Sixty-two people responded to 200 statements in Round 2, 49.2% response rate (Tables 2 and 3). One hundred and five statements progressed to Round 3 for further consensus building as they were rated 7–9 by ≥70% of respondents and 1–3 by < 15% of respondents. These comprised 86 statements identified when responses of all participants were considered together and a further 19 prioritised by consumers.

Round 3

Forty-one participants responded to Round 3 of the survey, representing a response rate of 33% in relation to 126 respondents in Round 1 (Tables 2 and 3).

All participants together reached consensus on 93 statements and consumers identified one additional priority, to reach a total of 94 statements. Of the 19 statements identified as priorities by consumers in Round 2, nine were rated as priorities by all respondents in Round 3 and were amongst the final 94 statements included in the clinical guidelines. Results for all statements across all three rounds are presented in Table 4.

Discussion

The Delphi study reported here was completed to address the gap in evidence to guide implementation of eye-gaze control technology with people with cerebral palsy and to inform the content of clinical guidelines for eye-gaze control technology implementation [6–11, 22]. Consensus was reached on 94 statements considered important to be included in these clinical guidelines.

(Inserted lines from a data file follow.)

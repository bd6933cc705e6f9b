//! Terminal and feed event handling for the TUI.
//!
//! Keyboard input, resize events and ticks are polled on a background thread.
//! The feed worker writes into the same channel through [`EventHandler::sender`],
//! so the main loop has a single place to wait on.

use color_eyre::Result;
use crossterm::event::{self, Event as CrosstermEvent, KeyEvent, KeyEventKind};
use std::sync::mpsc;
use std::thread;
use std::time::{Duration, Instant};

use crate::core::feed::FeedUpdate;

/// Events that drive the application.
#[derive(Debug)]
pub enum Event {
    /// Keyboard input event (press only).
    Key(KeyEvent),
    /// Terminal window resize event.
    Resize(u16, u16),
    /// Periodic tick for time-based updates.
    Tick,
    /// Message from the feed worker.
    Feed(FeedUpdate),
}

impl From<FeedUpdate> for Event {
    fn from(update: FeedUpdate) -> Self {
        Self::Feed(update)
    }
}

/// Polls terminal events in a background thread.
pub struct EventHandler {
    sender: mpsc::Sender<Event>,
    receiver: mpsc::Receiver<Event>,
    #[allow(dead_code)]
    handler: thread::JoinHandle<()>,
}

impl EventHandler {
    /// Creates a new event handler with the specified tick rate.
    ///
    /// # Arguments
    ///
    /// * `tick_rate_ms` - Milliseconds between tick events
    pub fn new(tick_rate_ms: u64) -> Self {
        let tick_rate = Duration::from_millis(tick_rate_ms);
        let (sender, receiver) = mpsc::channel();
        let event_sender = sender.clone();

        let handler = thread::spawn(move || {
            let mut last_tick = Instant::now();
            loop {
                let timeout = tick_rate
                    .checked_sub(last_tick.elapsed())
                    .unwrap_or(Duration::ZERO);

                if event::poll(timeout).unwrap_or(false) {
                    let forwarded = match event::read() {
                        // Windows reports key releases too
                        Ok(CrosstermEvent::Key(key)) if key.kind == KeyEventKind::Press => {
                            Some(Event::Key(key))
                        }
                        Ok(CrosstermEvent::Resize(w, h)) => Some(Event::Resize(w, h)),
                        _ => None,
                    };
                    if let Some(evt) = forwarded {
                        if event_sender.send(evt).is_err() {
                            return;
                        }
                    }
                }

                if last_tick.elapsed() >= tick_rate {
                    if event_sender.send(Event::Tick).is_err() {
                        return;
                    }
                    last_tick = Instant::now();
                }
            }
        });

        Self {
            sender,
            receiver,
            handler,
        }
    }

    /// Returns a sender other producers can use to inject events.
    pub fn sender(&self) -> mpsc::Sender<Event> {
        self.sender.clone()
    }

    /// Blocks until the next event is available.
    ///
    /// # Errors
    ///
    /// Returns an error if the event channel is disconnected.
    pub fn next(&self) -> Result<Event> {
        Ok(self.receiver.recv()?)
    }
}
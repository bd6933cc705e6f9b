//! Command-line interface module.
//!
//! Provides argument parsing and one-shot command handling.

pub mod args;
pub mod commands;
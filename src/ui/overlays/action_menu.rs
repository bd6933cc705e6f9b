//! Popup listing the dashboard actions (refresh, open a product, config, quit).

use crate::message::ActionMenuItem;
use crate::theme;
use ratatui::{
    layout::{Constraint, Flex, Layout, Rect},
    style::{Modifier, Style},
    text::{Line, Span},
    widgets::{Block, Borders, Clear, List, ListItem, ListState},
    Frame,
};

const MAX_WIDTH: u16 = 60;
const MAX_HEIGHT: u16 = 16;
const FOOTER: &str = " [Enter] Run  [Esc] Close ";

pub fn render(
    frame: &mut Frame,
    items: &[ActionMenuItem],
    list_state: &mut ListState,
    title: &str,
) {
    let (width, height) = menu_size(items, title);
    let area = popup_area(width, height, frame.area());
    frame.render_widget(Clear, area);

    let block = Block::default()
        .borders(Borders::ALL)
        .border_style(Style::default().fg(theme::BORDER_FOCUSED))
        .title(format!(" {title} "))
        .title_bottom(Line::from(FOOTER).centered());
    let inner = block.inner(area);
    frame.render_widget(block, area);

    let rows: Vec<ListItem> = items.iter().map(row).collect();
    let list = List::new(rows)
        .highlight_style(
            Style::default()
                .bg(theme::ROW_SELECTED_BG)
                .fg(theme::ROW_SELECTED_FG)
                .add_modifier(Modifier::BOLD),
        )
        .highlight_symbol("▶ ");
    frame.render_stateful_widget(list, inner, list_state);
}

fn row(item: &ActionMenuItem) -> ListItem<'static> {
    ListItem::new(Line::from(vec![
        Span::styled(
            format!(" {} ", item.key),
            Style::default()
                .fg(theme::ACCENT_PRIMARY)
                .add_modifier(Modifier::BOLD),
        ),
        Span::raw(" "),
        Span::styled(item.label, Style::default().fg(theme::TEXT_PRIMARY)),
    ]))
}

/// Outer size that fits the widest row, the title and the footer.
fn menu_size(items: &[ActionMenuItem], title: &str) -> (u16, u16) {
    // highlight symbol (2) + padded key + gap (1) + label, inside two borders
    let widest_row = items
        .iter()
        .map(|i| i.key.chars().count() + 2 + i.label.chars().count() + 3)
        .max()
        .unwrap_or(0);
    let content = widest_row
        .max(title.chars().count() + 2)
        .max(FOOTER.chars().count());
    let width = u16::try_from(content + 2).map_or(MAX_WIDTH, |w| w.min(MAX_WIDTH));
    let height = u16::try_from(items.len() + 2).map_or(MAX_HEIGHT, |h| h.min(MAX_HEIGHT));
    (width, height)
}

fn popup_area(width: u16, height: u16, area: Rect) -> Rect {
    let [row] = Layout::vertical([Constraint::Length(height)])
        .flex(Flex::Center)
        .areas(area);
    let [popup] = Layout::horizontal([Constraint::Length(width)])
        .flex(Flex::Center)
        .areas(row);
    popup
}

#[cfg(test)]
mod tests {
    use super::*;
    use crate::message::action_menu_items;
    use ratatui::{backend::TestBackend, Terminal};

    #[test]
    fn test_menu_fits_every_row() {
        let items = action_menu_items();
        let (width, height) = menu_size(&items, "Actions");
        let longest = items.iter().map(|i| i.label.len()).max().unwrap();
        assert!(usize::from(width) > longest + 4);
        assert!(width <= MAX_WIDTH);
        assert_eq!(usize::from(height), (items.len() + 2).min(16));
    }

    #[test]
    fn test_popup_is_centered() {
        let area = popup_area(20, 6, Rect::new(0, 0, 100, 30));
        assert_eq!(area, Rect::new(40, 12, 20, 6));
    }

    #[test]
    fn test_renders_items_and_footer() {
        let items = action_menu_items();
        let mut state = ListState::default().with_selected(Some(0));
        let mut terminal = Terminal::new(TestBackend::new(80, 24)).unwrap();
        terminal
            .draw(|frame| render(frame, &items, &mut state, "Actions"))
            .unwrap();

        let buffer = terminal.backend().buffer();
        let screen: String = buffer
            .content()
            .iter()
            .map(ratatui::buffer::Cell::symbol)
            .collect();
        assert!(screen.contains("Actions"));
        assert!(screen.contains(items[0].label));
        assert!(screen.contains("[Enter] Run"));
    }
}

These statements were categorised in the eight main themes outlined in Table 4 and explored in detail below.

Importantly, the consensus achieved through this international, multiple stakeholder, Delphi process strongly reinforced that important outcomes for eye-gaze control technology users included engagement in play, leisure, recreation and education; enhanced quality of life and social interaction; control over the environment; and promoting communication. This is important evidence to contribute to the justification of funding for use of eye-gaze control technology as a means of accessing a broad range of technology, and potentially making a significant impact to the user and their support network.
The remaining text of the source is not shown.